For the high temp. treatment of wood, and other ligno-cellulose material to control its residual moisture content for use in building and the like, it is dried in an open circuit to remove a substantial vol. of contained water by heating to the water evaporation temp. The heating is maintained, in a closed circuit, at a lower temp. until the material starts to char, and the released gases help to keep the temp. level. The material is finally cooled by water injection in an open circuit. Also claimed is a kiln (100) for the circulation of the heat carrier fluid through a force feed (210-212), with at least one upstream burner (400) with a feed intake to take released gas from the wood. The kiln (100) has an outlet channel (500) to extract water vapour. An injector (600) delivers water into the kiln (100). The heating stage includes cooling water injections, and the drying stage is through extraction of the water vapour.
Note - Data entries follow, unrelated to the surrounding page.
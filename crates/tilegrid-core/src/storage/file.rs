//! File-based storage implementation for native platforms.

use super::{KeyValueStore, StorageError, StorageResult};
use std::fs;
use std::path::{Path, PathBuf};

/// File-based storage for native platforms.
///
/// Stores each value in its own `<key>.json` file under a base directory.
#[derive(Debug)]
pub struct FileStorage {
    base_path: PathBuf,
}

impl FileStorage {
    /// Create a new file storage with the given base directory.
    ///
    /// Creates the directory if it doesn't exist.
    pub fn new(base_path: PathBuf) -> StorageResult<Self> {
        if !base_path.exists() {
            fs::create_dir_all(&base_path).map_err(|e| {
                StorageError::Io(format!("Failed to create storage directory: {}", e))
            })?;
        }
        Ok(Self { base_path })
    }

    /// Create file storage in the default location.
    ///
    /// On Unix: `~/.local/share/tilegrid/maps/`
    /// On Windows: `%LOCALAPPDATA%\tilegrid\maps\`
    pub fn default_location() -> StorageResult<Self> {
        let base = dirs::data_local_dir()
            .or_else(dirs::home_dir)
            .ok_or_else(|| StorageError::Io("Could not determine home directory".to_string()))?;

        Self::new(base.join("tilegrid").join("maps"))
    }

    /// File path for a key.
    fn value_path(&self, key: &str) -> PathBuf {
        let safe_key: String = key
            .chars()
            .map(|c| if c.is_alphanumeric() || c == '-' || c == '_' { c } else { '_' })
            .collect();
        self.base_path.join(format!("{}.json", safe_key))
    }

    /// Get the base path.
    pub fn base_path(&self) -> &Path {
        &self.base_path
    }
}

impl KeyValueStore for FileStorage {
    fn get(&self, key: &str) -> StorageResult<Option<String>> {
        let path = self.value_path(key);
        if !path.exists() {
            return Ok(None);
        }
        fs::read_to_string(&path)
            .map(Some)
            .map_err(|e| StorageError::Io(format!("Failed to read {}: {}", path.display(), e)))
    }

    fn set(&self, key: &str, value: &str) -> StorageResult<()> {
        let path = self.value_path(key);
        fs::write(&path, value)
            .map_err(|e| StorageError::Io(format!("Failed to write {}: {}", path.display(), e)))
    }

    fn remove(&self, key: &str) -> StorageResult<()> {
        let path = self.value_path(key);
        if path.exists() {
            fs::remove_file(&path).map_err(|e| {
                StorageError::Io(format!("Failed to delete {}: {}", path.display(), e))
            })?;
        }
        Ok(())
    }

    fn contains(&self, key: &str) -> StorageResult<bool> {
        Ok(self.value_path(key).exists())
    }
}
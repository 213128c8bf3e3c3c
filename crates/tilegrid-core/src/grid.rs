//! Cell arena for one grid.

use crate::cell::{Cell, CellId, Layer, Slot, SpriteCoord};
use crate::schema::{Schema, SchemaResult};

/// All cells of a `columns × rows` grid, stored row-major.
///
/// A cell's position in the arena is its schema index, so content read back
/// through [`Grid::to_schema`] always matches the cell it came from.
#[derive(Debug, Clone)]
pub struct Grid {
    columns: u32,
    rows: u32,
    cells: Vec<Cell>,
}

impl Grid {
    /// Create a grid of unpainted cells.
    pub fn new(columns: u32, rows: u32) -> Self {
        let cells = (0..rows)
            .flat_map(|row| (0..columns).map(move |col| Cell::new(CellId::new(col, row))))
            .collect();
        Self {
            columns,
            rows,
            cells,
        }
    }

    pub fn columns(&self) -> u32 {
        self.columns
    }

    pub fn rows(&self) -> u32 {
        self.rows
    }

    /// Number of cells.
    pub fn len(&self) -> usize {
        self.cells.len()
    }

    pub fn is_empty(&self) -> bool {
        self.cells.is_empty()
    }

    /// Resolve signed coordinates to a cell id, or `None` outside the grid.
    pub fn resolve(&self, col: i64, row: i64) -> Option<CellId> {
        let in_range = (0..i64::from(self.columns)).contains(&col)
            && (0..i64::from(self.rows)).contains(&row);
        // Both coordinates are in `0..u32::MAX` here.
        in_range.then(|| CellId::new(col as u32, row as u32))
    }

    pub fn contains(&self, id: CellId) -> bool {
        id.col < self.columns && id.row < self.rows
    }

    pub fn get(&self, id: CellId) -> Option<&Cell> {
        if !self.contains(id) {
            return None;
        }
        self.cells.get(id.index(self.columns))
    }

    pub fn get_mut(&mut self, id: CellId) -> Option<&mut Cell> {
        if !self.contains(id) {
            return None;
        }
        let index = id.index(self.columns);
        self.cells.get_mut(index)
    }

    /// Look up a cell by its `"{col}-{row}"` string id.
    pub fn get_by_key(&self, key: &str) -> Option<&Cell> {
        key.parse().ok().and_then(|id| self.get(id))
    }

    /// Cells in row-major order.
    pub fn cells(&self) -> impl Iterator<Item = &Cell> {
        self.cells.iter()
    }

    /// Set one layer of a cell, returning whether anything changed.
    pub fn set_slot(&mut self, id: CellId, layer: Layer, slot: Slot) -> bool {
        self.get_mut(id)
            .map(|cell| cell.set_slot(layer, slot))
            .unwrap_or(false)
    }

    /// Replace every cell's content with the schema's.
    pub fn apply_schema(&mut self, schema: &Schema) -> SchemaResult<()> {
        schema.validate_len(self.cells.len())?;
        for (cell, (tile, item)) in self
            .cells
            .iter_mut()
            .zip(schema.tiles.iter().zip(schema.items.iter()))
        {
            cell.tile = *tile;
            cell.item = *item;
        }
        Ok(())
    }

    /// Snapshot every cell's content as a schema.
    pub fn to_schema(&self) -> Schema {
        Schema {
            tiles: self.cells.iter().map(|cell| cell.tile).collect(),
            items: self.cells.iter().map(|cell| cell.item).collect(),
        }
    }

    /// Paint every cell's tile with its own `(row, col)`, as a sprite-sheet palette.
    pub fn fill_with_own_coords(&mut self) {
        for cell in &mut self.cells {
            let id = cell.id();
            cell.tile = Some(SpriteCoord::new(id.row, id.col));
        }
    }

    /// Clear every cell.
    pub fn clear(&mut self) {
        for cell in &mut self.cells {
            cell.tile = None;
            cell.item = None;
        }
    }
}
//! Headless application: a sprite palette and a map sharing one selection.

use crate::config::AppConfig;
use crate::session::{Pane, SessionEvent};
use thiserror::Error;
use tilegrid_core::storage::KeyValueStore;
use tilegrid_core::{
    ConfigError, Editor, EditorContext, EditorError, EditorRole, SpriteSheet, StorageError,
};
use tilegrid_render::{RecordingSurface, RenderStyle, render_frame};

/// Application errors.
#[derive(Debug, Error)]
pub enum AppError {
    #[error(transparent)]
    Config(#[from] ConfigError),
    #[error(transparent)]
    Editor(#[from] EditorError),
    #[error(transparent)]
    Storage(#[from] StorageError),
    #[error("IO error: {0}")]
    Io(#[from] std::io::Error),
    #[error("Session error: {0}")]
    Session(#[from] serde_json::Error),
}

/// Palette and map editors, drawn into recording surfaces.
pub struct App<'a, K: KeyValueStore> {
    sheet_editor: Editor<&'a K>,
    map_editor: Editor<&'a K>,
    sheet: SpriteSheet,
    ctx: EditorContext,
    style: RenderStyle,
    sheet_surface: RecordingSurface,
    map_surface: RecordingSurface,
    frames: usize,
}

impl<'a, K: KeyValueStore> App<'a, K> {
    /// Open both editors against `store` and draw the first frame.
    pub fn new(config: &AppConfig, store: &'a K) -> Result<Self, AppError> {
        config.validate()?;
        let sheet_editor = Editor::open(&config.sheet_editor(), EditorRole::Sheet, store)?;
        let map_editor = Editor::open(&config.map, EditorRole::Map, store)?;

        let mut app = Self {
            sheet_editor,
            map_editor,
            sheet: SpriteSheet::from_settings(&config.sheet),
            ctx: EditorContext::default(),
            style: RenderStyle::default(),
            sheet_surface: RecordingSurface::new(),
            map_surface: RecordingSurface::new(),
            frames: 0,
        };
        app.redraw(Pane::Sheet);
        app.redraw(Pane::Map);
        Ok(app)
    }

    pub fn map(&self) -> &Editor<&'a K> {
        &self.map_editor
    }

    pub fn sheet(&self) -> &Editor<&'a K> {
        &self.sheet_editor
    }

    pub fn context(&self) -> &EditorContext {
        &self.ctx
    }

    /// Number of frames drawn so far.
    pub fn frames(&self) -> usize {
        self.frames
    }

    /// Draw calls of the latest frame of a pane.
    pub fn surface(&self, pane: Pane) -> &RecordingSurface {
        match pane {
            Pane::Sheet => &self.sheet_surface,
            Pane::Map => &self.map_surface,
        }
    }

    fn editor_mut(&mut self, pane: Pane) -> &mut Editor<&'a K> {
        match pane {
            Pane::Sheet => &mut self.sheet_editor,
            Pane::Map => &mut self.map_editor,
        }
    }

    /// Feed one recorded event through the editors, redrawing what changed.
    pub fn apply(&mut self, event: &SessionEvent) -> Result<(), AppError> {
        match event {
            SessionEvent::Pointer { pane, event } => {
                let mut ctx = self.ctx;
                let redraw = self.editor_mut(*pane).handle_pointer(event, &mut ctx)?;
                self.ctx = ctx;
                if redraw {
                    self.redraw(*pane);
                }
            }
            SessionEvent::Key(key) => {
                if self.map_editor.handle_key(key) {
                    self.redraw(Pane::Map);
                }
            }
            SessionEvent::Modifiers(modifiers) => {
                self.sheet_editor.set_modifiers(*modifiers);
                self.map_editor.set_modifiers(*modifiers);
            }
            SessionEvent::Resize { pane, size } => {
                self.editor_mut(*pane).resize(*size);
                self.redraw(*pane);
            }
            SessionEvent::SwitchLayer => {
                self.ctx.layer = self.ctx.layer.next();
                log::info!("Editing layer {:?}", self.ctx.layer);
            }
            SessionEvent::Clear => {
                self.map_editor.clear()?;
                self.redraw(Pane::Map);
            }
        }
        Ok(())
    }

    /// Replay a whole session.
    pub fn replay(&mut self, events: &[SessionEvent]) -> Result<(), AppError> {
        for event in events {
            self.apply(event)?;
        }
        log::info!(
            "Replayed {} events, drew {} frames",
            events.len(),
            self.frames
        );
        Ok(())
    }

    fn redraw(&mut self, pane: Pane) {
        let (editor, surface) = match pane {
            Pane::Sheet => (&self.sheet_editor, &mut self.sheet_surface),
            Pane::Map => (&self.map_editor, &mut self.map_surface),
        };
        surface.take();
        render_frame(surface, editor, &self.sheet, &self.style);
        self.frames += 1;
    }
}

#[cfg(test)]
mod tests {
    use super::*;
    use crate::session::parse_session;
    use tilegrid_core::storage::MemoryStorage;
    use tilegrid_core::{EditorConfig, SpriteCoord};
    use tilegrid_render::DrawCommand;

    fn config() -> AppConfig {
        AppConfig {
            map: EditorConfig {
                columns: 4,
                rows: 3,
                canvas_width: 800.0,
                canvas_height: 600.0,
                ..EditorConfig::default()
            },
            ..AppConfig::default()
        }
    }

    #[test]
    fn test_pick_then_paint() {
        let store = MemoryStorage::new();
        let mut app = App::new(&config(), &store).unwrap();
        assert_eq!(app.frames(), 2);

        // Sheet cells are 48px: (100, 10) is sheet cell (2, 0).
        let events = parse_session(
            r#"[
                {"Pointer": {"pane": "Sheet", "event": {"Down": {"position": {"x": 100.0, "y": 10.0}, "button": "Left"}}}},
                {"Pointer": {"pane": "Sheet", "event": {"Up": {"position": {"x": 100.0, "y": 10.0}, "button": "Left"}}}},
                {"Pointer": {"pane": "Map", "event": {"Down": {"position": {"x": 250.0, "y": 150.0}, "button": "Left"}}}},
                {"Pointer": {"pane": "Map", "event": {"Up": {"position": {"x": 250.0, "y": 150.0}, "button": "Left"}}}}
            ]"#,
        )
        .unwrap();
        app.replay(&events).unwrap();

        assert_eq!(app.context().selected, Some(SpriteCoord::new(0, 2)));
        let schema = app.map().schema();
        assert_eq!(schema.tiles[1 * 4 + 2], Some(SpriteCoord::new(0, 2)));

        let dests: Vec<_> = app.surface(Pane::Map).image_dests().collect();
        assert_eq!(dests, vec![kurbo::Rect::new(200.0, 100.0, 300.0, 200.0)]);
    }

    #[test]
    fn test_tool_keys_and_layers() {
        let store = MemoryStorage::new();
        let mut app = App::new(&config(), &store).unwrap();
        app.apply(&SessionEvent::SwitchLayer).unwrap();
        app.apply(&SessionEvent::Key(tilegrid_core::input::KeyEvent::Pressed(
            "2".to_string(),
        )))
        .unwrap();
        assert!(app.map().tools().is_armed());
        assert_eq!(app.context().layer, tilegrid_core::Layer::Items);
    }

    #[test]
    fn test_clear_redraws_map() {
        let store = MemoryStorage::new();
        let mut app = App::new(&config(), &store).unwrap();
        let frames = app.frames();
        app.apply(&SessionEvent::Clear).unwrap();
        assert_eq!(app.frames(), frames + 1);
        assert!(matches!(
            app.surface(Pane::Map).commands()[0],
            DrawCommand::Clear { .. }
        ));
    }
}
//! Sprite sheet addressing.

use crate::cell::SpriteCoord;
use crate::config::SheetSettings;
use kurbo::Rect;

/// A sprite sheet image cut into square sprites of `texture_size`.
#[derive(Debug, Clone, Copy, PartialEq)]
pub struct SpriteSheet {
    pub texture_size: f64,
    pub columns: u32,
    pub rows: u32,
}

impl SpriteSheet {
    pub fn new(texture_size: f64, columns: u32, rows: u32) -> Self {
        Self {
            texture_size,
            columns,
            rows,
        }
    }

    /// Sheet layout for an image of the given settings.
    pub fn from_settings(settings: &SheetSettings) -> Self {
        Self::new(
            settings.texture_size,
            (settings.image_width / settings.texture_size).floor() as u32,
            (settings.image_height / settings.texture_size).floor() as u32,
        )
    }

    /// Whether the sheet holds a sprite at `coord`.
    pub fn contains(&self, coord: SpriteCoord) -> bool {
        coord.row < self.rows && coord.col < self.columns
    }

    /// Pixel rectangle of a sprite in the sheet image.
    pub fn source_rect(&self, coord: SpriteCoord) -> Rect {
        let t = self.texture_size;
        Rect::from_origin_size(
            (f64::from(coord.col) * t, f64::from(coord.row) * t),
            (t, t),
        )
    }
}
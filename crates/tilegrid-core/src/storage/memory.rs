//! In-memory storage implementation.

use super::{KeyValueStore, StorageError, StorageResult};
use std::collections::HashMap;
use std::sync::RwLock;

/// In-memory storage for testing and ephemeral use.
#[derive(Debug, Default)]
pub struct MemoryStorage {
    values: RwLock<HashMap<String, String>>,
}

impl MemoryStorage {
    /// Create a new empty memory storage.
    pub fn new() -> Self {
        Self::default()
    }

    /// All stored keys.
    pub fn keys(&self) -> StorageResult<Vec<String>> {
        let values = self
            .values
            .read()
            .map_err(|e| StorageError::Other(format!("Lock error: {}", e)))?;
        Ok(values.keys().cloned().collect())
    }
}

impl KeyValueStore for MemoryStorage {
    fn get(&self, key: &str) -> StorageResult<Option<String>> {
        let values = self
            .values
            .read()
            .map_err(|e| StorageError::Other(format!("Lock error: {}", e)))?;
        Ok(values.get(key).cloned())
    }

    fn set(&self, key: &str, value: &str) -> StorageResult<()> {
        let mut values = self
            .values
            .write()
            .map_err(|e| StorageError::Other(format!("Lock error: {}", e)))?;
        values.insert(key.to_string(), value.to_string());
        Ok(())
    }

    fn remove(&self, key: &str) -> StorageResult<()> {
        let mut values = self
            .values
            .write()
            .map_err(|e| StorageError::Other(format!("Lock error: {}", e)))?;
        values.remove(key);
        Ok(())
    }
}
//! Colors and stroke widths of a rendered frame.

use peniko::Color;

/// Visual style of the grid and the selection overlay.
#[derive(Debug, Clone, Copy)]
pub struct RenderStyle {
    /// Canvas clear color.
    pub background_color: Color,
    /// Cell outline color when grid lines are shown.
    pub grid_color: Color,
    pub grid_width: f64,
    /// Outline of the hovered cell.
    pub hover_color: Color,
    pub hover_width: f64,
    /// Raycast and area outline color.
    pub line_color: Color,
    pub line_width: f64,
    /// Raycast endpoint markers.
    pub point_color: Color,
    pub point_size: f64,
    /// Tint of cells a paint gesture will fill.
    pub paint_color: Color,
    /// Tint of cells an erase gesture will clear.
    pub erase_color: Color,
    /// Fill cell colliders, for debugging hit tests.
    pub show_colliders: bool,
    pub collider_color: Color,
}

impl Default for RenderStyle {
    fn default() -> Self {
        Self {
            background_color: Color::from_rgba8(0, 0, 0, 0),
            grid_color: Color::from_rgba8(0, 0, 0, 255),
            grid_width: 2.0,
            hover_color: Color::from_rgba8(255, 255, 0, 255),
            hover_width: 4.0,
            line_color: Color::from_rgba8(255, 0, 0, 255),
            line_width: 4.0,
            point_color: Color::from_rgba8(0, 0, 255, 255),
            point_size: 6.0,
            paint_color: Color::from_rgba8(0, 0, 0, 128),
            erase_color: Color::from_rgba8(50, 50, 50, 179),
            show_colliders: false,
            collider_color: Color::from_rgba8(100, 100, 100, 102),
        }
    }
}

impl RenderStyle {
    pub fn new() -> Self {
        Self::default()
    }

    /// Draw cell colliders under the selection overlay.
    pub fn with_colliders(mut self, show: bool) -> Self {
        self.show_colliders = show;
        self
    }
}
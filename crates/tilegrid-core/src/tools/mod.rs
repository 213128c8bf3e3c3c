//! Selection tools: drag gestures that pick a set of cells.

mod shape;

pub use shape::{ToolShape, compute_affected_cells};

use crate::cell::CellId;
use crate::viewport::Viewport;
use kurbo::Line;
use std::collections::BTreeSet;

/// Available selection tools.
#[derive(Debug, Clone, Copy, PartialEq, Eq, Hash)]
pub enum ToolKind {
    Line,
    OutArea,
    FillArea,
    Circle,
}

impl ToolKind {
    /// Tool bound to a number key.
    pub fn from_key(key: &str) -> Option<Self> {
        match key {
            "1" => Some(ToolKind::Line),
            "2" => Some(ToolKind::OutArea),
            "3" => Some(ToolKind::FillArea),
            "4" => Some(ToolKind::Circle),
            _ => None,
        }
    }

    /// Display name for this tool.
    pub fn name(self) -> &'static str {
        match self {
            ToolKind::Line => "Line",
            ToolKind::OutArea => "Outline area",
            ToolKind::FillArea => "Filled area",
            ToolKind::Circle => "Circle",
        }
    }
}

/// What a finished gesture does to its cells.
#[derive(Debug, Clone, Copy, PartialEq, Eq, Hash)]
pub enum GestureAction {
    Paint,
    Erase,
}

/// A drag in progress.
#[derive(Debug, Clone, Copy, PartialEq, Eq)]
pub struct Gesture {
    /// Cell the drag started on.
    pub anchor: CellId,
    /// Cell currently under the pointer.
    pub current: CellId,
    pub action: GestureAction,
}

/// State of the tool system.
#[derive(Debug, Clone, Copy, PartialEq, Eq, Default)]
pub enum ToolState {
    /// No tool armed; clicks act on single cells.
    #[default]
    Inactive,
    /// A tool is armed and possibly mid-drag.
    Armed {
        kind: ToolKind,
        gesture: Option<Gesture>,
    },
}

/// Cells picked by a released gesture.
#[derive(Debug, Clone, PartialEq, Eq)]
pub struct Selection {
    pub action: GestureAction,
    pub cells: BTreeSet<CellId>,
}

/// Manages the armed tool, its gesture and the affected cells.
#[derive(Debug, Clone, Default)]
pub struct ToolManager {
    state: ToolState,
    /// Shape of the current gesture, in screen space.
    shape: Option<ToolShape>,
    affected: BTreeSet<CellId>,
}

impl ToolManager {
    /// Create a new tool manager with no tool armed.
    pub fn new() -> Self {
        Self::default()
    }

    pub fn state(&self) -> ToolState {
        self.state
    }

    /// The armed tool, if any.
    pub fn kind(&self) -> Option<ToolKind> {
        match self.state {
            ToolState::Armed { kind, .. } => Some(kind),
            ToolState::Inactive => None,
        }
    }

    pub fn is_armed(&self) -> bool {
        matches!(self.state, ToolState::Armed { .. })
    }

    /// The drag in progress, if any.
    pub fn gesture(&self) -> Option<Gesture> {
        match self.state {
            ToolState::Armed { gesture, .. } => gesture,
            ToolState::Inactive => None,
        }
    }

    /// Check if a drag is in progress.
    pub fn is_active(&self) -> bool {
        self.gesture().is_some()
    }

    /// Screen-space shape of the drag in progress.
    pub fn shape(&self) -> Option<&ToolShape> {
        self.shape.as_ref()
    }

    /// The line tool's raycast, while it is being dragged.
    pub fn raycast(&self) -> Option<Line> {
        match self.shape {
            Some(ToolShape::Line(line)) => Some(line),
            _ => None,
        }
    }

    /// Cells hit by the drag in progress.
    pub fn affected_cells(&self) -> &BTreeSet<CellId> {
        &self.affected
    }

    /// Arm `kind`, or disarm it if it is already armed.
    ///
    /// Any gesture in progress is dropped. Returns the armed tool afterwards.
    pub fn toggle(&mut self, kind: ToolKind) -> Option<ToolKind> {
        self.clear_gesture();
        self.state = match self.state {
            ToolState::Armed { kind: armed, .. } if armed == kind => ToolState::Inactive,
            _ => ToolState::Armed {
                kind,
                gesture: None,
            },
        };
        log::debug!("Tool toggled: {:?}", self.kind());
        self.kind()
    }

    /// Disarm the tool. Cells already painted are left alone.
    pub fn deactivate(&mut self) {
        self.clear_gesture();
        self.state = ToolState::Inactive;
    }

    /// Start a drag on `anchor`. Ignored unless a tool is armed.
    pub fn begin(&mut self, anchor: CellId, action: GestureAction, viewport: &Viewport) {
        if let ToolState::Armed { gesture, .. } = &mut self.state {
            *gesture = Some(Gesture {
                anchor,
                current: anchor,
                action,
            });
            self.refresh(viewport);
        }
    }

    /// Move the drag's live end to `current` and recompute the affected cells.
    pub fn update(&mut self, current: CellId, viewport: &Viewport) {
        if let ToolState::Armed {
            gesture: Some(gesture),
            ..
        } = &mut self.state
        {
            gesture.current = current;
            self.refresh(viewport);
        }
    }

    /// Recompute shape and affected cells for the current camera.
    ///
    /// Call after anything that moves cells on screen (pan, zoom).
    pub fn refresh(&mut self, viewport: &Viewport) {
        let ToolState::Armed {
            kind,
            gesture: Some(gesture),
        } = self.state
        else {
            return;
        };
        let shape = ToolShape::new(
            kind,
            viewport.cell_screen_center(gesture.anchor),
            viewport.cell_screen_center(gesture.current),
        );
        self.affected = compute_affected_cells(&shape, viewport);
        self.shape = Some(shape);
    }

    /// Finish the drag, handing back its cells. The tool stays armed.
    pub fn release(&mut self) -> Option<Selection> {
        let gesture = self.gesture()?;
        let cells = std::mem::take(&mut self.affected);
        self.clear_gesture();
        log::debug!(
            "Gesture {:?} released over {} cells",
            gesture.action,
            cells.len()
        );
        Some(Selection {
            action: gesture.action,
            cells,
        })
    }

    /// Abandon the drag without applying it.
    pub fn cancel(&mut self) {
        self.clear_gesture();
    }

    fn clear_gesture(&mut self) {
        if let ToolState::Armed { gesture, .. } = &mut self.state {
            *gesture = None;
        }
        self.shape = None;
        self.affected.clear();
    }
}
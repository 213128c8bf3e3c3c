//! Tilegrid Render Library
//!
//! Drawing-surface abstraction and the frame builders that draw a grid and
//! its selection overlay in screen space.

mod frame;
mod style;
mod surface;

pub use frame::{render_frame, render_selection, render_tiles};
pub use style::RenderStyle;
pub use surface::{DrawCommand, RecordingSurface, Surface};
The progressive heating has a stage with external firing to a temp. to release the wood gas, and a second stage using the released gas, together with cooling actions.

Description

METHOD FOR HIGH TEMPERATURE TREATMENT OF A
LIGNO-CELLULOSIC MATERIAL
The present invention relates to a process for high temperature treatment of a lignocellulosic material. It also relates to a cell for the implementation of this method.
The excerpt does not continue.